Going back even further to the 60′s and there was the mini-skirt. It was new, controversial, risqué, and somewhere, a slightly uptight, elderly women would have been losing sleep over it. It was slated, ridiculed and more or less disgraced by the older generation, and where is it now? On the clothing racks of pretty much every high street clothing shop and in the majority of women’s wardrobes. That might not be where denim hotpants are headed, but it does show that moral outrage accompanies even the most inspired fashion trend.
“If they happen to catch the attention of the flash boy racers in the fast cars, then so what? These lads will wolf-whistle a muddy tracksuit, there’s not really much we can do”
In my opinion, wearing denim hotpants to this years Evolution festival can only be described as logical. It’s a warm day, you’re in the middle of a crowd surrounded by strangers and you want to stay cool. A skirt would originally spring to mind, but lets say the wind picks up. Do you really want to be frantically pulling the bottom edges of your skirt down back below waist level every 10 seconds? No, me neither. Shorts on the other hand are a much more suitable choice.
The point of the denim hotpant is infact far from that it shows a considerable amount of flesh, the point is that they’re practical summer wear and essentially, they look nice. If they happen to catch the attention of the flash boy racers in the fast cars, then so what? These lads will wolf-whistle a muddy tracksuit, there’s not really much we can do.

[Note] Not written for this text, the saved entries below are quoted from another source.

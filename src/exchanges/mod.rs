//! Exchange adapter capability trait and registry.
//!
//! Every adapter is a value implementing [`Exchange`], so the scheduler,
//! backfill runner, and registry all depend on one capability set
//! regardless of whether the venue is a paginated CEX REST API, a bulk
//! CEX API with per-symbol fallback, or a single-call DEX aggregator.

pub mod bitget;
pub mod bybit;
pub mod deribit;
pub mod dex_aggregator;
pub mod dydx;
pub mod gateio;
pub mod htx;
pub mod hyperliquid;
pub mod kraken;
pub mod kucoin;
pub mod mexc;
pub mod okx;

pub mod binance;

use crate::cancellation::CancellationToken;
use crate::config::Config;
use crate::error::Result;
use crate::http::RateLimitedClient;
use crate::models::{ContractMeta, ContractSnapshot, FundingPoint};
use crate::rate_limiter::RateLimiter;
use async_trait::async_trait;
use chrono::{DateTime, Utc};
use std::sync::Arc;

/// Per-request outcome, aggregated into an [`AdapterReport`] for one
/// `fetch()` cycle.
#[derive(Debug, Clone)]
pub enum RequestOutcome {
    Success { endpoint: String },
    Failure { endpoint: String, retryable: bool, message: String },
}

/// Enumerates per-request outcomes for one polling cycle. Records with a
/// non-empty failure set do not prevent successful records from being
/// written.
#[derive(Debug, Clone, Default)]
pub struct AdapterReport {
    pub outcomes: Vec<RequestOutcome>,
}

impl AdapterReport {
    pub fn success(&mut self, endpoint: impl Into<String>) {
        self.outcomes.push(RequestOutcome::Success { endpoint: endpoint.into() });
    }

    pub fn failure(&mut self, endpoint: impl Into<String>, retryable: bool, message: impl Into<String>) {
        self.outcomes.push(RequestOutcome::Failure {
            endpoint: endpoint.into(),
            retryable,
            message: message.into(),
        });
    }

    pub fn failure_count(&self) -> usize {
        self.outcomes
            .iter()
            .filter(|o| matches!(o, RequestOutcome::Failure { .. }))
            .count()
    }

    pub fn merge(&mut self, other: AdapterReport) {
        self.outcomes.extend(other.outcomes);
    }
}

/// Capability set every adapter implements.
#[async_trait]
pub trait Exchange: Send + Sync {
    /// Stable, lowercase venue key (matches the `exchanges.<name>` config key).
    fn name(&self) -> &'static str;

    /// One polling cycle: a batch of normalized snapshots plus a report of
    /// per-request outcomes. Must not block longer than the caller's
    /// `max_cycle_duration`; partial results are expected under pressure.
    async fn fetch(&self, cancel: &CancellationToken) -> (Vec<ContractSnapshot>, AdapterReport);

    /// Bounded historical window, paginated internally by the adapter.
    async fn fetch_historical(
        &self,
        symbol: &str,
        start: DateTime<Utc>,
        end: DateTime<Utc>,
        cancel: &CancellationToken,
    ) -> Result<Vec<FundingPoint>>;

    /// Used by backfill planning to enumerate `(symbol, interval, metadata)`.
    async fn list_contracts(&self, cancel: &CancellationToken) -> Result<Vec<ContractMeta>>;

    /// This adapter's rate limiter, so callers can read its spend counters
    /// (acquires/blocks/penalties) without going through a request.
    fn rate_limiter(&self) -> Arc<RateLimiter>;
}

/// All venue names known to the registry, used to seed a default
/// all-enabled configuration when none is supplied.
pub fn default_exchange_names() -> Vec<&'static str> {
    vec![
        "binance", "bybit", "okx", "kucoin", "gateio", "mexc", "bitget", "htx", "deribit",
        "kraken", "hyperliquid", "dydx", "dex_aggregator",
    ]
}

/// Construct the enabled adapters named in `config.exchanges`, wiring each
/// to its own [`RateLimiter`] built from that venue's configured token
/// bucket parameters.
pub fn build_registry(config: &Config, user_agent: &str) -> Vec<Arc<dyn Exchange>> {
    let shared_client = RateLimitedClient::shared_client(std::time::Duration::from_secs(15), user_agent);

    let mut registry: Vec<Arc<dyn Exchange>> = Vec::new();
    for name in default_exchange_names() {
        let Some(exchange_cfg) = config.exchanges.get(name) else {
            continue;
        };
        if !exchange_cfg.enabled {
            continue;
        }
        let limiter = RateLimiter::new(&exchange_cfg.rate_limit);
        let http = RateLimitedClient::new(shared_client.clone(), limiter, leak_name(name));

        let adapter: Arc<dyn Exchange> = match name {
            "binance" => Arc::new(binance::BinanceAdapter::new(http)),
            "bybit" => Arc::new(bybit::BybitAdapter::new(http)),
            "okx" => Arc::new(okx::OkxAdapter::new(http)),
            "kucoin" => Arc::new(kucoin::KucoinAdapter::new(http)),
            "gateio" => Arc::new(gateio::GateioAdapter::new(http)),
            "mexc" => Arc::new(mexc::MexcAdapter::new(http)),
            "bitget" => Arc::new(bitget::BitgetAdapter::new(http)),
            "htx" => Arc::new(htx::HtxAdapter::new(http)),
            "deribit" => Arc::new(deribit::DeribitAdapter::new(http)),
            "kraken" => Arc::new(kraken::KrakenAdapter::new(http)),
            "hyperliquid" => Arc::new(hyperliquid::HyperliquidAdapter::new(http)),
            "dydx" => Arc::new(dydx::DydxAdapter::new(http)),
            "dex_aggregator" => Arc::new(dex_aggregator::DexAggregatorAdapter::new(http)),
            _ => continue,
        };
        registry.push(adapter);
    }
    registry
}

/// Split a batch of live snapshots into those whose funding interval is one
/// of the valid discrete members and those that are not, recording a
/// failure for each rejected one. Adapters may still hand back a snapshot
/// with an unrecognized interval (a venue's metadata can drift); this is
/// the shared backstop that keeps such a record out of storage.
pub fn partition_valid_interval(
    snapshots: Vec<ContractSnapshot>,
    report: &mut AdapterReport,
) -> Vec<ContractSnapshot> {
    let mut valid = Vec::with_capacity(snapshots.len());
    for snapshot in snapshots {
        if crate::models::is_valid_funding_interval(snapshot.funding_interval_hours) {
            valid.push(snapshot);
        } else {
            report.failure(
                format!("{}:{}", snapshot.exchange, snapshot.symbol),
                false,
                format!(
                    "refusing to emit record with unrecognized funding interval {}h",
                    snapshot.funding_interval_hours
                ),
            );
        }
    }
    valid
}

fn leak_name(name: &str) -> &'static str {
    // Venue names are a small, fixed set known at compile time; leaking is
    // a one-time, bounded allocation for the process lifetime, acceptable
    // so `&'static str` can flow into the per-venue `RateLimitedClient`.
    Box::leak(name.to_string().into_boxed_str())
}

#[cfg(test)]
mod tests {
    use super::*;

    #[test]
    fn report_failure_does_not_discard_successes() {
        let mut report = AdapterReport::default();
        report.success("GET /funding");
        report.failure("GET /oi", true, "timeout");
        assert_eq!(report.failure_count(), 1);
        assert_eq!(report.outcomes.len(), 2);
    }

    fn snapshot(interval_hours: i32) -> ContractSnapshot {
        ContractSnapshot {
            exchange: "binance".into(),
            symbol: "BTCUSDT".into(),
            base_asset: "BTC".into(),
            quote_asset: "USDT".into(),
            funding_rate: Default::default(),
            funding_interval_hours: interval_hours,
            mark_price: None,
            index_price: None,
            open_interest: None,
            open_interest_unit: crate::models::OpenInterestUnit::Usd,
            contract_type: crate::models::ContractType::Linear,
            market_type: crate::models::MarketType::UsdM,
            timestamp: Utc::now(),
        }
    }

    #[test]
    fn partition_valid_interval_drops_unrecognized_intervals_and_reports_them() {
        let mut report = AdapterReport::default();
        let snapshots = vec![snapshot(8), snapshot(6), snapshot(1)];
        let valid = partition_valid_interval(snapshots, &mut report);
        assert_eq!(valid.len(), 2);
        assert!(valid.iter().all(|s| s.funding_interval_hours != 6));
        assert_eq!(report.failure_count(), 1);
    }
}
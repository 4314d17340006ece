//! Live collection scheduler.
//!
//! One supervisor task per adapter per tick, run either all at once
//! (`parallel`) or staggered by configured offsets (`sequential`), each
//! bounded by `max_cycle_duration`. A `tokio::interval` loop spawns one
//! task per enabled adapter every tick, joins them, and merges the
//! per-adapter reports into one cycle report so a slow or failing adapter
//! cannot stall the others.

pub mod dispatch;

use crate::cancellation::CancellationToken;
use crate::config::{CollectionMode, Config};
use crate::exchanges::{partition_valid_interval, AdapterReport, Exchange};
use crate::models::ContractSnapshot;
use crate::storage::Storage;
use chrono::Utc;
use std::sync::atomic::Ordering;
use std::sync::Arc;
use std::time::{Duration, Instant};
use tracing::{info, warn};

#[derive(Debug, Clone)]
pub struct AdapterCycleReport {
    pub exchange: &'static str,
    pub duration: Duration,
    pub record_count: usize,
    pub failure_count: usize,
    /// Rate limiter tokens this adapter spent acquiring its requests this cycle.
    pub tokens_spent: u64,
}

#[derive(Debug, Clone)]
pub struct CycleReport {
    pub cycle_number: u64,
    pub duration: Duration,
    pub per_adapter: Vec<AdapterCycleReport>,
    pub records_written: usize,
}

impl CycleReport {
    pub fn total_records(&self) -> usize {
        self.per_adapter.iter().map(|a| a.record_count).sum()
    }

    pub fn total_failures(&self) -> usize {
        self.per_adapter.iter().map(|a| a.failure_count).sum()
    }
}

pub struct LiveScheduler {
    registry: Vec<Arc<dyn Exchange>>,
    storage: Arc<Storage>,
    tick: Duration,
    max_cycle_duration: Duration,
    mode: CollectionMode,
    offsets: Vec<Duration>,
}

impl LiveScheduler {
    pub fn new(registry: Vec<Arc<dyn Exchange>>, storage: Arc<Storage>, config: &Config) -> Self {
        let offsets = dispatch::compute_offsets(&registry, &config.collection.schedule);
        Self {
            registry,
            storage,
            tick: config.tick(),
            max_cycle_duration: config.max_cycle_duration(),
            mode: config.collection.mode,
            offsets,
        }
    }

    /// Run live cycles until `run_duration` elapses (if given) or `cancel`
    /// fires, finishing the in-flight cycle before stopping so a long run
    /// with a short tick never overshoots more than one cycle past the cap.
    pub async fn run(&self, run_duration: Option<Duration>, cancel: &CancellationToken) -> anyhow::Result<Vec<CycleReport>> {
        let run_started = Instant::now();
        let mut cycle_number = 0u64;
        let mut reports = Vec::new();

        loop {
            if cancel.is_cancelled() {
                break;
            }
            if let Some(limit) = run_duration {
                if run_started.elapsed() >= limit {
                    break;
                }
            }

            let tick_started = Instant::now();
            cycle_number += 1;
            let report = self.run_cycle(cycle_number, cancel).await?;
            info!(
                cycle = report.cycle_number,
                duration_ms = report.duration.as_millis(),
                records = report.records_written,
                failures = report.total_failures(),
                "live cycle complete"
            );
            reports.push(report);

            if cancel.is_cancelled() {
                break;
            }
            if let Some(limit) = run_duration {
                if run_started.elapsed() >= limit {
                    break;
                }
            }

            let elapsed = tick_started.elapsed();
            if elapsed < self.tick {
                tokio::select! {
                    _ = tokio::time::sleep(self.tick - elapsed) => {}
                    _ = cancel.cancelled() => break,
                }
            }
        }

        Ok(reports)
    }

    async fn run_cycle(&self, cycle_number: u64, cancel: &CancellationToken) -> anyhow::Result<CycleReport> {
        let cycle_start = Instant::now();

        let mut handles = Vec::with_capacity(self.registry.len());
        for (adapter, offset) in self.registry.iter().zip(self.offsets.iter()) {
            let adapter = Arc::clone(adapter);
            let cancel = cancel.clone();
            let max_cycle_duration = self.max_cycle_duration;
            let offset = match self.mode {
                CollectionMode::Parallel => Duration::ZERO,
                CollectionMode::Sequential => *offset,
            };
            handles.push(tokio::spawn(async move {
                if !offset.is_zero() {
                    tokio::select! {
                        _ = tokio::time::sleep(offset) => {}
                        _ = cancel.cancelled() => {}
                    }
                }
                run_adapter_with_budget(adapter, max_cycle_duration, &cancel).await
            }));
        }

        let mut batch: Vec<ContractSnapshot> = Vec::new();
        let mut per_adapter = Vec::with_capacity(handles.len());
        for handle in handles {
            match handle.await {
                Ok((name, duration, snapshots, mut report, tokens_spent)) => {
                    let snapshots = partition_valid_interval(snapshots, &mut report);
                    per_adapter.push(AdapterCycleReport {
                        exchange: name,
                        duration,
                        record_count: snapshots.len(),
                        failure_count: report.failure_count(),
                        tokens_spent,
                    });
                    batch.extend(snapshots);
                }
                Err(join_err) => {
                    warn!(error = %join_err, "adapter supervisor task panicked");
                }
            }
        }

        let now = Utc::now();
        let records_written = if batch.is_empty() {
            0
        } else {
            self.storage.upsert_snapshots(&batch, now)?
        };

        Ok(CycleReport {
            cycle_number,
            duration: cycle_start.elapsed(),
            per_adapter,
            records_written,
        })
    }
}

/// Run one adapter's `fetch()` inside a cancellable budget of
/// `max_cycle_duration`; a cycle that exceeds it is cancelled and reported
/// rather than allowed to block the rest of the scheduler.
async fn run_adapter_with_budget(
    adapter: Arc<dyn Exchange>,
    max_cycle_duration: Duration,
    cancel: &CancellationToken,
) -> (&'static str, Duration, Vec<ContractSnapshot>, AdapterReport, u64) {
    let name = adapter.name();
    let start = Instant::now();
    let limiter = adapter.rate_limiter();
    let acquires_before = limiter.counters.acquires.load(Ordering::Relaxed);

    let outcome = tokio::select! {
        res = tokio::time::timeout(max_cycle_duration, adapter.fetch(cancel)) => res,
        _ = cancel.cancelled() => {
            let mut report = AdapterReport::default();
            report.failure("cycle", false, "cancelled");
            let tokens_spent = limiter.counters.acquires.load(Ordering::Relaxed) - acquires_before;
            return (name, start.elapsed(), Vec::new(), report, tokens_spent);
        }
    };

    let tokens_spent = limiter.counters.acquires.load(Ordering::Relaxed) - acquires_before;
    match outcome {
        Ok((snapshots, report)) => (name, start.elapsed(), snapshots, report, tokens_spent),
        Err(_) => {
            let mut report = AdapterReport::default();
            report.failure(
                "cycle",
                true,
                format!("exceeded max_cycle_duration ({:?})", max_cycle_duration),
            );
            (name, start.elapsed(), Vec::new(), report, tokens_spent)
        }
    }
}

#[cfg(test)]
mod tests {
    use super::*;
    use crate::config::{CollectionConfig, CollectionMode};
    use crate::models::{ContractType, FundingPoint, MarketType, OpenInterestUnit};
    use async_trait::async_trait;
    use chrono::{DateTime, Utc};
    use std::sync::atomic::{AtomicUsize, Ordering};

    struct SlowAdapter {
        delay: Duration,
        calls: Arc<AtomicUsize>,
    }

    #[async_trait]
    impl Exchange for SlowAdapter {
        fn name(&self) -> &'static str {
            "slow"
        }

        fn rate_limiter(&self) -> Arc<crate::rate_limiter::RateLimiter> {
            crate::rate_limiter::RateLimiter::new(&crate::config::RateLimitConfig {
                capacity: 100,
                refill_per_sec: 100.0,
            })
        }

        async fn fetch(&self, _cancel: &CancellationToken) -> (Vec<ContractSnapshot>, AdapterReport) {
            self.calls.fetch_add(1, Ordering::SeqCst);
            tokio::time::sleep(self.delay).await;
            (Vec::new(), AdapterReport::default())
        }

        async fn fetch_historical(
            &self,
            _symbol: &str,
            _start: DateTime<Utc>,
            _end: DateTime<Utc>,
            _cancel: &CancellationToken,
        ) -> crate::error::Result<Vec<FundingPoint>> {
            Ok(Vec::new())
        }

        async fn list_contracts(&self, _cancel: &CancellationToken) -> crate::error::Result<Vec<crate::models::ContractMeta>> {
            Ok(Vec::new())
        }
    }

    struct TokenSpendingAdapter {
        limiter: Arc<crate::rate_limiter::RateLimiter>,
        acquires: u32,
    }

    #[async_trait]
    impl Exchange for TokenSpendingAdapter {
        fn name(&self) -> &'static str {
            "spender"
        }

        fn rate_limiter(&self) -> Arc<crate::rate_limiter::RateLimiter> {
            self.limiter.clone()
        }

        async fn fetch(&self, cancel: &CancellationToken) -> (Vec<ContractSnapshot>, AdapterReport) {
            for _ in 0..self.acquires {
                self.limiter.acquire(1, cancel).await.unwrap();
            }
            (Vec::new(), AdapterReport::default())
        }

        async fn fetch_historical(
            &self,
            _symbol: &str,
            _start: DateTime<Utc>,
            _end: DateTime<Utc>,
            _cancel: &CancellationToken,
        ) -> crate::error::Result<Vec<FundingPoint>> {
            Ok(Vec::new())
        }

        async fn list_contracts(&self, _cancel: &CancellationToken) -> crate::error::Result<Vec<crate::models::ContractMeta>> {
            Ok(Vec::new())
        }
    }

    #[tokio::test]
    async fn run_adapter_with_budget_reports_tokens_spent_during_the_cycle() {
        let limiter = crate::rate_limiter::RateLimiter::new(&crate::config::RateLimitConfig {
            capacity: 100,
            refill_per_sec: 100.0,
        });
        let adapter: Arc<dyn Exchange> = Arc::new(TokenSpendingAdapter { limiter, acquires: 3 });
        let cancel = CancellationToken::new();
        let (_name, _duration, _snapshots, _report, tokens_spent) =
            run_adapter_with_budget(adapter, Duration::from_secs(5), &cancel).await;
        assert_eq!(tokens_spent, 3);
    }

    #[tokio::test]
    async fn adapter_exceeding_budget_is_cancelled_and_reported() {
        let adapter: Arc<dyn Exchange> = Arc::new(SlowAdapter {
            delay: Duration::from_millis(200),
            calls: Arc::new(AtomicUsize::new(0)),
        });
        let cancel = CancellationToken::new();
        let (_name, _duration, snapshots, report, _tokens_spent) =
            run_adapter_with_budget(adapter, Duration::from_millis(20), &cancel).await;

        assert!(snapshots.is_empty());
        assert_eq!(report.failure_count(), 1);
    }

    #[tokio::test]
    async fn duration_control_stops_within_grace_window() {
        let dir = tempfile::tempdir().unwrap();
        let storage = Arc::new(Storage::open(dir.path().join("t.db").to_str().unwrap()).unwrap());
        let calls = Arc::new(AtomicUsize::new(0));
        let registry: Vec<Arc<dyn Exchange>> = vec![Arc::new(SlowAdapter {
            delay: Duration::from_millis(1),
            calls: calls.clone(),
        })];

        let mut config = Config::default();
        config.collection = CollectionConfig {
            mode: CollectionMode::Parallel,
            tick_seconds: 1,
            schedule: Vec::new(),
            max_cycle_duration_seconds: 5,
        };

        let scheduler = LiveScheduler::new(registry, storage, &config);
        let cancel = CancellationToken::new();
        let reports = scheduler
            .run(Some(Duration::from_millis(2500)), &cancel)
            .await
            .unwrap();

        // tick=1s, duration=2.5s -> 2 or 3 cycles, never more.
        assert!(reports.len() >= 2 && reports.len() <= 3, "got {} cycles", reports.len());
        let _ = ContractType::Linear;
        let _ = MarketType::UsdM;
        let _ = OpenInterestUnit::Usd;
    }
}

Fair enough, these particular items of clothing probably don’t suit the more “rotund” figure, but that doesn’t mean the rest of us shouldn’t be allowed to wear them. That’s like saying the Olympics shouldn’t be televised because half us can’t do a sit up.
So, the next time you think about complaining about the supposed wardrobe malfunction of teenage girls, think back to the days of your youth where the trends being followed were equally as ridiculous. Maybe I might look back on these pictures when I’m older and cringe, but at least I’ll fondly remember the 28 degree music festival I didn’t collapse at.